Could you return each line of the material that has "loop" in it?

++++++

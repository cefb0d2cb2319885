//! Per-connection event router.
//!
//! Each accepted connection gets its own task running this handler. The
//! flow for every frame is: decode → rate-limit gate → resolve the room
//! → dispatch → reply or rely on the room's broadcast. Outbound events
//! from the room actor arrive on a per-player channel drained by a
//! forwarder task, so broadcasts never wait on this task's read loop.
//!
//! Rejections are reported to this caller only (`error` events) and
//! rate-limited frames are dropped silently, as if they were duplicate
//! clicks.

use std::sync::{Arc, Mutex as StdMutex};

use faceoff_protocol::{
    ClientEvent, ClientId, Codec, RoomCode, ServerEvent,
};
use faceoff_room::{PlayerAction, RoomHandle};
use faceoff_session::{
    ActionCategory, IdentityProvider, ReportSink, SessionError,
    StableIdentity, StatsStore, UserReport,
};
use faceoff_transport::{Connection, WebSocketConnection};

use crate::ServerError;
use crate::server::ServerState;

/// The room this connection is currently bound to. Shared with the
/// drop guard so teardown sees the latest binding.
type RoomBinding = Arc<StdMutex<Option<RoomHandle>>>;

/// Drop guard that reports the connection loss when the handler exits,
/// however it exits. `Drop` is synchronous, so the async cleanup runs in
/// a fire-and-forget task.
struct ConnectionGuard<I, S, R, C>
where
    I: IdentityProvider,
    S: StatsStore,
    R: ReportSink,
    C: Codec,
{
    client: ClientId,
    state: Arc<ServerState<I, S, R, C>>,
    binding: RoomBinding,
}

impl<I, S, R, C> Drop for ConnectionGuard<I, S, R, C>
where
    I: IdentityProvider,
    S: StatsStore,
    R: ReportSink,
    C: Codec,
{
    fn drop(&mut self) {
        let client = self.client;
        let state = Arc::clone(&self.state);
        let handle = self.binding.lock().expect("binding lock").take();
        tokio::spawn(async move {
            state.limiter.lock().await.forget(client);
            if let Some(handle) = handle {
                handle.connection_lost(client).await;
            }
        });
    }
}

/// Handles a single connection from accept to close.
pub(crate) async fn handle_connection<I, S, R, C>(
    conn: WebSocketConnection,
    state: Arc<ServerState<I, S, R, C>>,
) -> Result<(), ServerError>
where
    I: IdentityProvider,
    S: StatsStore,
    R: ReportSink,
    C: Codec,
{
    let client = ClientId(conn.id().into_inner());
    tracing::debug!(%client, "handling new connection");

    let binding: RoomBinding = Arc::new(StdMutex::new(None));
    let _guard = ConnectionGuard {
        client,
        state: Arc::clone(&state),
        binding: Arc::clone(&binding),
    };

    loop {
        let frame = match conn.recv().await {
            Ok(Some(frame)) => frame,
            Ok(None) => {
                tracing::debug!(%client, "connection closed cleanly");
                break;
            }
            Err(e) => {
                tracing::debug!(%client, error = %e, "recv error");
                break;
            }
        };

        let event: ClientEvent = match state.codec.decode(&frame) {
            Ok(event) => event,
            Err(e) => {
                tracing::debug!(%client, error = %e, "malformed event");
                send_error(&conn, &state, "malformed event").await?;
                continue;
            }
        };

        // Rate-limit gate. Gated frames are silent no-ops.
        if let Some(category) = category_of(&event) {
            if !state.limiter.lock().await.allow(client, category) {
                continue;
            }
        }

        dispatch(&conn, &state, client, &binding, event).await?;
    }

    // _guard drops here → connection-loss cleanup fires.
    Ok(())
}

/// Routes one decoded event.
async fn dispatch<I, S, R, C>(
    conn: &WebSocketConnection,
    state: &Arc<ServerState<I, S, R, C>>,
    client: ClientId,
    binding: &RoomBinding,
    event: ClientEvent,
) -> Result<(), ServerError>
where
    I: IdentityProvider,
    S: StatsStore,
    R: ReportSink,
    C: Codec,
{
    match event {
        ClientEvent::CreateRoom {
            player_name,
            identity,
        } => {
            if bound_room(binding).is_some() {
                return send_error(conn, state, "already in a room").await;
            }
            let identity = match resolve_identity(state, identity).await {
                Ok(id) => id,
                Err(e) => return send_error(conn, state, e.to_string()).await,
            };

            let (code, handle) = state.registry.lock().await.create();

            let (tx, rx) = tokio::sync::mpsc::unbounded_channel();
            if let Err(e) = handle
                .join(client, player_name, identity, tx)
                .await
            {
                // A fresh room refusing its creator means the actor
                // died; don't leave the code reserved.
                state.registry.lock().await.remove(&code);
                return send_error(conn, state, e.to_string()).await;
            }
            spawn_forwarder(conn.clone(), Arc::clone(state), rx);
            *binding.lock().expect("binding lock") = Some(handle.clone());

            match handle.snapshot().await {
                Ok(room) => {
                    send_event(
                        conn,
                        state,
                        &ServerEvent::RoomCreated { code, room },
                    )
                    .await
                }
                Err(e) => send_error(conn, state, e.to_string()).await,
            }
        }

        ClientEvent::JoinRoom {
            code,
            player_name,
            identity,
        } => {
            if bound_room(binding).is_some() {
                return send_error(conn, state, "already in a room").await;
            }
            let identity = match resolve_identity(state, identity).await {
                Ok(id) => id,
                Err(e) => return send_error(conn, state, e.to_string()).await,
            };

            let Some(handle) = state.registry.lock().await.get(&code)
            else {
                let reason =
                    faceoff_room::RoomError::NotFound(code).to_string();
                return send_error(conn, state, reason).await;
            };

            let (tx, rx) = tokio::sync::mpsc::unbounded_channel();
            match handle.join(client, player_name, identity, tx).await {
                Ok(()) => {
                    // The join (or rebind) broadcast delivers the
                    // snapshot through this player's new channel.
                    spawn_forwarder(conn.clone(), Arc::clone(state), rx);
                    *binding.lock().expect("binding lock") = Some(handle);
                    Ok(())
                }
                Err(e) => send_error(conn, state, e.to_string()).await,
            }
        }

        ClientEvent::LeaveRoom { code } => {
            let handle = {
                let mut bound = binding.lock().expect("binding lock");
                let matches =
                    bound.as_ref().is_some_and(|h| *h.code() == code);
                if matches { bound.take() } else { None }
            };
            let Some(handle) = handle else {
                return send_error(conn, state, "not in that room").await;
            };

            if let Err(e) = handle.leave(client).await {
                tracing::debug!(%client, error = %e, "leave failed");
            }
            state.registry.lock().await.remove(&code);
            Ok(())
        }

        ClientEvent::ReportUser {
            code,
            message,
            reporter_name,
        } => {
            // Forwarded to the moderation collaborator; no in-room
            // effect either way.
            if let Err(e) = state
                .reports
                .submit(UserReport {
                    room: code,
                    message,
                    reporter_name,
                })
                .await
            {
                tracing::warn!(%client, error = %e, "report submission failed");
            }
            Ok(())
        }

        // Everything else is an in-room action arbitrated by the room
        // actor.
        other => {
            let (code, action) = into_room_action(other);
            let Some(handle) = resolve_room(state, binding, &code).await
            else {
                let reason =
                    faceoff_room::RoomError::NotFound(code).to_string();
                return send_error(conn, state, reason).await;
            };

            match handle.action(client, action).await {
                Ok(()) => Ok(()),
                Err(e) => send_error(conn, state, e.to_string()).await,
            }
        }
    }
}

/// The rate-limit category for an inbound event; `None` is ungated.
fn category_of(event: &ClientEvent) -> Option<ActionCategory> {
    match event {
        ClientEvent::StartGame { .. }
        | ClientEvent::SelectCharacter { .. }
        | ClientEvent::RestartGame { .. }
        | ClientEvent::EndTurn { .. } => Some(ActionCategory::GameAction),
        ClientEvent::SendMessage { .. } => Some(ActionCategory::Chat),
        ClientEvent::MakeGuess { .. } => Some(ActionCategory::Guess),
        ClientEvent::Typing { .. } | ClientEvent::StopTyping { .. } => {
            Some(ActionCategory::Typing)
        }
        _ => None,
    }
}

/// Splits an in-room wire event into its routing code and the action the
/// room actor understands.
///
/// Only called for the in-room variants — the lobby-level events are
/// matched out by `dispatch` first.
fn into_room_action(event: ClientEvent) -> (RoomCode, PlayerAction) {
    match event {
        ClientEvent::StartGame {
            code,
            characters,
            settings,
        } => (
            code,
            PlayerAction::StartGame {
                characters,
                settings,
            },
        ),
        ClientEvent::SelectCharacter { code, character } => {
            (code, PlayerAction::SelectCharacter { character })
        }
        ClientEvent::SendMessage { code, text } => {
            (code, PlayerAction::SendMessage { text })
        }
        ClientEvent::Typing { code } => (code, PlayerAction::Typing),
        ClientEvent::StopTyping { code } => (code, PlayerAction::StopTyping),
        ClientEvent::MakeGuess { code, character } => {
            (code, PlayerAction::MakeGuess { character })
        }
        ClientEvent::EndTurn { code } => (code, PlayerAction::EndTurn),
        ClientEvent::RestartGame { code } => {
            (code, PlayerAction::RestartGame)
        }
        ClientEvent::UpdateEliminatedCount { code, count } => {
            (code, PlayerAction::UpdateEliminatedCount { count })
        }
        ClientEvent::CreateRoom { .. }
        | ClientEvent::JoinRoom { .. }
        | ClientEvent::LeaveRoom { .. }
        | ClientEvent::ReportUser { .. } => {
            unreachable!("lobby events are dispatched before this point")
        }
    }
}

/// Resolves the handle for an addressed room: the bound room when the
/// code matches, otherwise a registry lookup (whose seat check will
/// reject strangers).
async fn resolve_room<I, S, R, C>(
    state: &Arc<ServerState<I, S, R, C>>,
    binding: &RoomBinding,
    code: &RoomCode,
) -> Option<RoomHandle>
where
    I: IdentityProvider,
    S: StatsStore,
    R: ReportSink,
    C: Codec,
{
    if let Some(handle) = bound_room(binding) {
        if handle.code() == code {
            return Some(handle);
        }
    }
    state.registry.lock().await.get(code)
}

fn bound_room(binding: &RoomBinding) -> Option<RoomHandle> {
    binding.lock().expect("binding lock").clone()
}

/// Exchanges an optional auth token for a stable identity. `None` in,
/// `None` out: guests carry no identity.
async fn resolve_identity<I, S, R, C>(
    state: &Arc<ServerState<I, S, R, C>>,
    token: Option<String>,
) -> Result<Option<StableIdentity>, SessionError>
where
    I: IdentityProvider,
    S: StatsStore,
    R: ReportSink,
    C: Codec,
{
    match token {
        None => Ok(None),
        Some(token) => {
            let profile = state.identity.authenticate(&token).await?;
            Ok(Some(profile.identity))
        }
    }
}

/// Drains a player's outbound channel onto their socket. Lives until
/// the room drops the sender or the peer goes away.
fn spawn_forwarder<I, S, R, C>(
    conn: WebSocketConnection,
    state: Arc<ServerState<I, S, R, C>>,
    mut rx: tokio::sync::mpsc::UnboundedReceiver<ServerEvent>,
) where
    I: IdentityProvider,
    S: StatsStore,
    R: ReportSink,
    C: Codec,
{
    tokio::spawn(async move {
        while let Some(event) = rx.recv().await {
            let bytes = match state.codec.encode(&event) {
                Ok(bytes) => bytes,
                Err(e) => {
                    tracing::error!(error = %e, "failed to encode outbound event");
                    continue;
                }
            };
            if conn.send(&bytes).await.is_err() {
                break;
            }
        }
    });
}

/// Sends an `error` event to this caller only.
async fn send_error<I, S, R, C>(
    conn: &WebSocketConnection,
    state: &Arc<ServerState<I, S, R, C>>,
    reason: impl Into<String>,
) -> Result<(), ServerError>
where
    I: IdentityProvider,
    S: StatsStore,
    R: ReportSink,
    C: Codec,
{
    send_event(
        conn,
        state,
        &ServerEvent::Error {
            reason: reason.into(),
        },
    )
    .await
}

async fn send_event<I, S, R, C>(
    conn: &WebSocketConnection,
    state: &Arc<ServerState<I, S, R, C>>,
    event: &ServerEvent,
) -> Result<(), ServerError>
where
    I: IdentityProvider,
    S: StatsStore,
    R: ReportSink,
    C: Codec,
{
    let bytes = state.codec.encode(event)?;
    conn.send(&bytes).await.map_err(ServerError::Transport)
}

++++++

Answer
//! forwarder task, so broadcasts never wait on this task's read loop.
    loop {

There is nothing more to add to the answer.